- Location: Northern Administration District, Saskatchewan
- Coordinates: 55°56′00″N 107°20′02″W﻿ / ﻿55.9334°N 107.334°W
- Part of: Churchill River drainage basin
- Primary inflows: Churchill River;
- River sources: Canadian Shield
- Primary outflows: Churchill River
- Basin countries: Canada
- Surface area: 6,438 ha (15,910 acres)
- Shore length^{1}: 73 km (45 mi)
- Surface elevation: 396 m (1,299 ft)
- Settlements: None

= Dipper Lake =

Lake in Saskatchewan, Canada

Dipper Lake is a large lake along the course of the Churchill River in the Canadian province of Saskatchewan. The Churchill River is largely a series of interconnected lakes that begins at Churchill Lake in north-western Saskatchewan and empties into the Hudson Bay at Churchill, Manitoba. Upstream from Dipper Lake along the Churchill River is Shagwenaw Lake and downstream is Primeau Lake. The lake is about 65 km north-west of the community of Pinehouse and is surrounded by boreal forest in the Canadian Shield.

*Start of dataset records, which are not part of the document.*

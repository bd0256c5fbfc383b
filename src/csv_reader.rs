use crate::data::{DataError, Row, RowSet, Value};
use std::io::{self, Read};

/// Read CSV rows (with header) from any reader.
/// Empty cells become null, numeric cells become numbers, everything else text.
pub fn read_rows<R: Read>(reader: R) -> Result<RowSet, DataError> {
    let mut csv = csv::ReaderBuilder::new()
        .has_headers(true)
        .trim(csv::Trim::All)
        .from_reader(reader);

    let headers: Vec<String> = csv.headers()?.iter().map(|h| h.to_string()).collect();

    let mut rows = Vec::new();
    for record in csv.records() {
        let record = record?;
        let mut row = Row::new();
        for (header, cell) in headers.iter().zip(record.iter()) {
            row.insert(header.clone(), parse_cell(cell));
        }
        rows.push(row);
    }

    Ok(RowSet::new(rows))
}

pub fn read_rows_from_stdin() -> Result<RowSet, DataError> {
    read_rows(io::stdin().lock())
}

fn parse_cell(cell: &str) -> Value {
    if cell.is_empty() {
        return Value::Null;
    }
    // "inf" and "NaN" parse as f64 but are not counts
    match cell.parse::<f64>() {
        Ok(n) if n.is_finite() => Value::Number(n),
        _ => Value::Text(cell.to_string()),
    }
}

Primeau Lake Indian reserve is situated at the eastern end of Dipper Lake on a peninsula that separates it from Primeau Lake. Dipper Rapids Indian reserve encompasses much of the western shore. Also at the western end of Dipper Lake is Golden Wally Outfitters.

== Fish species ==
Fish species commonly found in Dipper Lake include walleye, northern pike, cisco, lake whitefish, and burbot.